And I have to admit that I have felt good saying no. I have felt powerful. I have felt that I have been listening to my own guidance, and not agreeing to do things out of fear. But today two different friends talked to me about the possibility of switching from saying no to saying yes to life. When the first friend mentioned this, I felt that he wasn't getting where I was coming from. But he patiently talked about how saying yes to life opens up new horizons and gives way to abundance. "My prayer for you," he said, as we were driving through the lush country side "is that your life is as abundant as this lush nature, and that you are overflowing with everything that brings you joy." OK, I could accept this prayer. Then a few hours later a girlfriend told me how she had switched to saying yes to life, and how that was opening all sorts of doors for her.

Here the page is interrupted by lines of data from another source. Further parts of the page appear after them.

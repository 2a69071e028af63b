// Copyright 2024 The Rucket Authors
// SPDX-License-Identifier: Apache-2.0

//! Invocation-scoped logging.

use regionmirror_core::{LogFormat, LoggingConfig};
use tracing::subscriber::DefaultGuard;
use tracing_subscriber::layer::SubscriberExt;
use tracing_subscriber::EnvFilter;

/// Install a subscriber for the current invocation.
///
/// `RUST_LOG` overrides the configured level. Logs go to stderr so stdout
/// carries only the completion marker. Dropping the guard flushes and
/// uninstalls the subscriber.
pub fn init(config: &LoggingConfig) -> DefaultGuard {
    let filter =
        EnvFilter::try_from_default_env().unwrap_or_else(|_| EnvFilter::new(&config.level));

    let fmt_layer = tracing_subscriber::fmt::layer().with_writer(std::io::stderr);

    match config.format {
        LogFormat::Json => {
            let subscriber = tracing_subscriber::registry().with(filter).with(fmt_layer.json());
            tracing::subscriber::set_default(subscriber)
        }
        LogFormat::Pretty => {
            let subscriber = tracing_subscriber::registry().with(filter).with(fmt_layer);
            tracing::subscriber::set_default(subscriber)
        }
    }
}
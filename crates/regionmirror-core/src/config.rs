// Copyright 2024 The Rucket Authors
// SPDX-License-Identifier: Apache-2.0

//! Settings for the replication function.
//!
//! The replication topology itself always comes from the environment (see
//! [`crate::topology`]). These settings only tune how the function logs,
//! which storage endpoints it talks to and how it fans out.

use std::path::{Path, PathBuf};

use serde::{Deserialize, Serialize};

/// Environment variable naming an optional TOML settings file.
pub const CONFIG_ENV_VAR: &str = "REGIONMIRROR_CONFIG";

/// Default S3-compatible endpoint template.
pub const DEFAULT_ENDPOINT_TEMPLATE: &str =
    "https://{namespace}.compat.objectstorage.{region}.oraclecloud.com";

/// Settings for one function deployment.
#[derive(Debug, Clone, Serialize, Deserialize, Default)]
#[serde(default)]
pub struct Settings {
    /// Logging configuration.
    pub logging: LoggingConfig,
    /// Storage gateway configuration.
    pub gateway: GatewayConfig,
    /// Dispatch configuration.
    pub dispatch: DispatchConfig,
}

impl Settings {
    /// Load settings from a TOML file.
    ///
    /// # Errors
    ///
    /// Returns an error if the file cannot be read or parsed.
    pub fn from_file(path: &Path) -> crate::Result<Self> {
        let content = std::fs::read_to_string(path)?;
        Self::parse(&content)
    }

    /// Load settings from a TOML string.
    ///
    /// # Errors
    ///
    /// Returns an error if the string cannot be parsed.
    pub fn parse(content: &str) -> crate::Result<Self> {
        toml::from_str(content).map_err(|e| crate::Error::Settings(e.to_string()))
    }

    /// Load settings from `path`, falling back to the file named by
    /// [`CONFIG_ENV_VAR`], falling back to defaults.
    ///
    /// # Errors
    ///
    /// Returns an error if a named file cannot be read or parsed.
    pub fn load(path: Option<&Path>) -> crate::Result<Self> {
        let path = path.map(Path::to_path_buf).or_else(|| std::env::var_os(CONFIG_ENV_VAR).map(PathBuf::from));
        match path {
            Some(path) => Self::from_file(&path),
            None => Ok(Self::default()),
        }
    }
}

/// Log output format.
#[derive(Debug, Clone, Copy, PartialEq, Eq, Serialize, Deserialize, Default)]
#[serde(rename_all = "lowercase")]
pub enum LogFormat {
    /// Human-readable format.
    #[default]
    Pretty,
    /// JSON format.
    Json,
}

/// Logging configuration.
#[derive(Debug, Clone, Serialize, Deserialize)]
#[serde(default)]
pub struct LoggingConfig {
    /// Log level (trace, debug, info, warn, error).
    pub level: String,
    /// Log output format.
    pub format: LogFormat,
}

impl Default for LoggingConfig {
    fn default() -> Self {
        Self { level: "info".to_string(), format: LogFormat::Pretty }
    }
}

/// Storage gateway configuration.
#[derive(Debug, Clone, Serialize, Deserialize)]
#[serde(default)]
pub struct GatewayConfig {
    /// Endpoint URL template. `{region}` and `{namespace}` are substituted per call.
    pub endpoint_template: String,
    /// Use path-style bucket addressing.
    pub force_path_style: bool,
}

impl Default for GatewayConfig {
    fn default() -> Self {
        Self { endpoint_template: DEFAULT_ENDPOINT_TEMPLATE.to_string(), force_path_style: true }
    }
}

impl GatewayConfig {
    /// Render the endpoint URL for a region and namespace.
    pub fn endpoint(&self, region: &str, namespace: &str) -> String {
        self.endpoint_template.replace("{region}", region).replace("{namespace}", namespace)
    }
}

/// How destinations are driven during dispatch.
#[derive(Debug, Clone, Copy, PartialEq, Eq, Hash, Serialize, Deserialize, Default)]
#[serde(rename_all = "lowercase")]
pub enum DispatchMode {
    /// One destination at a time, in topology order.
    #[default]
    Sequential,
    /// One task per destination, joined before the result is built.
    Concurrent,
}

impl std::fmt::Display for DispatchMode {
    fn fmt(&self, f: &mut std::fmt::Formatter<'_>) -> std::fmt::Result {
        match self {
            Self::Sequential => write!(f, "sequential"),
            Self::Concurrent => write!(f, "concurrent"),
        }
    }
}

/// Dispatch configuration.
#[derive(Debug, Clone, Default, Serialize, Deserialize)]
#[serde(default)]
pub struct DispatchConfig {
    /// Fan-out mode.
    pub mode: DispatchMode,
}

impl DispatchConfig {
    /// Creates a dispatch configuration with default settings.
    pub fn new() -> Self {
        Self::default()
    }

    /// Sets the fan-out mode.
    pub fn mode(mut self, mode: DispatchMode) -> Self {
        self.mode = mode;
        self
    }
}
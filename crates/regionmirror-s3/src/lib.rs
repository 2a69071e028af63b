// Copyright 2024 The Rucket Authors
// SPDX-License-Identifier: Apache-2.0

//! S3-compatible storage gateway for regionmirror.
//!
//! Talks to each region through its S3-compatible endpoint. The endpoint is
//! rendered from a template per (region, namespace):
//!
//! ```text
//! https://{namespace}.compat.objectstorage.{region}.oraclecloud.com
//! ```
//!
//! Cross-region copies read the object from the source region and write it
//! under the same name in the destination region.

#![deny(unsafe_code)]
#![warn(missing_docs)]

mod gateway;

pub use gateway::S3Gateway;
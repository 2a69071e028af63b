// Copyright 2024 The Rucket Authors
// SPDX-License-Identifier: Apache-2.0

//! Core types for regionmirror.
//!
//! regionmirror reacts to object-storage change notifications in a source
//! region and mirrors the affected object into a set of destination regions.
//! This crate holds everything that happens before any storage call:
//!
//! - [`topology`]: resolving the source region, destination regions and bucket
//! - [`event`]: the change notification envelope
//! - [`intent`]: translating a notification into a replication [`Intent`]
//! - [`config`]: logging, gateway and dispatch settings

#![deny(unsafe_code)]
#![warn(missing_docs)]

pub mod config;
pub mod error;
pub mod event;
pub mod intent;
pub mod region;
pub mod topology;

pub use config::{DispatchConfig, DispatchMode, GatewayConfig, LogFormat, LoggingConfig, Settings};
pub use error::{Error, Result};
pub use event::ChangeEvent;
pub use intent::{translate, ActionKind, Intent, Translation};
pub use region::RegionId;
pub use topology::{resolve, ConfigSource, EnvSource, MapSource, Topology};
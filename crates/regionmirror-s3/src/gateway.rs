// Copyright 2024 The Rucket Authors
// SPDX-License-Identifier: Apache-2.0

//! [`StorageGateway`] backed by `aws-sdk-s3`.

use async_trait::async_trait;
use aws_config::{BehaviorVersion, SdkConfig};
use aws_credential_types::Credentials;
use aws_sdk_s3::config::Region;
use aws_sdk_s3::error::{DisplayErrorContext, SdkError};
use aws_sdk_s3::operation::get_object::GetObjectOutput;
use aws_sdk_s3::operation::put_object::builders::PutObjectFluentBuilder;
use aws_sdk_s3::Client;
use dashmap::DashMap;
use regionmirror_core::{GatewayConfig, RegionId};
use regionmirror_replication::{
    Cancellation, CopyRequest, DeleteRequest, GatewayError, GatewayResult, StorageGateway,
};
use tracing::debug;

/// S3-compatible gateway with one client per (region, namespace).
pub struct S3Gateway {
    config: GatewayConfig,
    sdk_config: SdkConfig,
    credentials: Option<Credentials>,
    clients: DashMap<(RegionId, String), Client>,
}

impl S3Gateway {
    /// Create a gateway using the default credential chain from the environment.
    pub async fn new(config: GatewayConfig) -> Self {
        let sdk_config = aws_config::defaults(BehaviorVersion::latest()).load().await;
        Self::with_sdk_config(config, sdk_config)
    }

    /// Create a gateway from an existing SDK configuration.
    pub fn with_sdk_config(config: GatewayConfig, sdk_config: SdkConfig) -> Self {
        Self { config, sdk_config, credentials: None, clients: DashMap::new() }
    }

    /// Use static credentials instead of the SDK configuration's provider.
    pub fn with_credentials(mut self, access_key: impl Into<String>, secret_key: impl Into<String>) -> Self {
        self.credentials = Some(Credentials::new(access_key, secret_key, None, None, "regionmirror"));
        self.clients.clear();
        self
    }

    /// Number of cached region clients.
    pub fn client_count(&self) -> usize {
        self.clients.len()
    }

    /// Get or build the client for a region and namespace.
    fn client(&self, region: &RegionId, namespace: &str) -> Client {
        self.clients
            .entry((region.clone(), namespace.to_string()))
            .or_insert_with(|| {
                let endpoint = self.config.endpoint(region.as_str(), namespace);
                debug!(region = %region, endpoint = %endpoint, "Creating storage client");

                let mut builder = aws_sdk_s3::config::Builder::from(&self.sdk_config)
                    .region(Region::new(region.to_string()))
                    .endpoint_url(endpoint)
                    .force_path_style(self.config.force_path_style);
                if let Some(credentials) = &self.credentials {
                    builder = builder.credentials_provider(credentials.clone());
                }
                Client::from_conf(builder.build())
            })
            .clone()
    }
}

#[async_trait]
impl StorageGateway for S3Gateway {
    async fn copy_object(&self, request: &CopyRequest, cancel: &Cancellation) -> GatewayResult<()> {
        let source = self.client(&request.source_region, &request.namespace);
        let destination = self.client(&request.destination_region, &request.namespace);

        let object = source
            .get_object()
            .bucket(&request.bucket)
            .key(&request.source_object)
            .send()
            .await
            .map_err(|e| sdk_error(&request.source_region, e))?;

        if cancel.is_cancelled() {
            return Err(GatewayError::Cancelled { region: request.destination_region.clone() });
        }

        debug!(
            source_region = %request.source_region,
            destination_region = %request.destination_region,
            object = %request.source_object,
            bytes = object.content_length.unwrap_or_default(),
            "Streaming object copy"
        );

        put_request(&destination, request, object)
            .send()
            .await
            .map_err(|e| sdk_error(&request.destination_region, e))?;

        Ok(())
    }

    async fn delete_object(&self, request: &DeleteRequest, _cancel: &Cancellation) -> GatewayResult<()> {
        self.client(&request.region, &request.namespace)
            .delete_object()
            .bucket(&request.bucket)
            .key(&request.object)
            .send()
            .await
            .map_err(|e| sdk_error(&request.region, e))?;

        Ok(())
    }
}

/// Build the destination write for a fetched object.
///
/// The body is streamed through unbuffered. User metadata and content headers
/// travel with it so the replica matches the source.
fn put_request(client: &Client, request: &CopyRequest, object: GetObjectOutput) -> PutObjectFluentBuilder {
    client
        .put_object()
        .bucket(&request.bucket)
        .key(&request.destination_object)
        .set_content_length(object.content_length)
        .set_content_type(object.content_type)
        .set_content_encoding(object.content_encoding)
        .set_content_disposition(object.content_disposition)
        .set_content_language(object.content_language)
        .set_cache_control(object.cache_control)
        .set_website_redirect_location(object.website_redirect_location)
        .set_metadata(object.metadata)
        .body(object.body)
}

/// Map an SDK error to a gateway error attributed to `region`.
fn sdk_error<E, R>(region: &RegionId, err: SdkError<E, R>) -> GatewayError
where
    E: std::error::Error + 'static,
    R: std::fmt::Debug,
{
    match err {
        SdkError::ServiceError(context) => {
            GatewayError::service(region.clone(), DisplayErrorContext(context.into_err()).to_string())
        }
        other => GatewayError::transport(region.clone(), DisplayErrorContext(other).to_string()),
    }
}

I knew they were both right, but I found myself feeling angry. I didn't realize how much anger I was holding around being pushed to my limit financially. Getting in touch with that anger was a good first step. Then I asked God to help me switch to a yes. I started with little things. Yes, to the ice cream sandwich. Yes, to the check that my brother sent me to pay the rent. Yes, to the often intense relationship I have with a man who has been in my life for four years. For four years I have refused to even acknowledge that I am in relationship with him. OK, that's a good start.
I read a story a while ago about the three different levels that people exist in:
- The first is the camel, self-satisfied and half asleep, doing whatever is asked of him without question.
- The second is the lion, who wakes up and starts roaring "no" when he realizes how he has been betraying himself.
- The third is the innocent child, enthralled by the wonder of the world.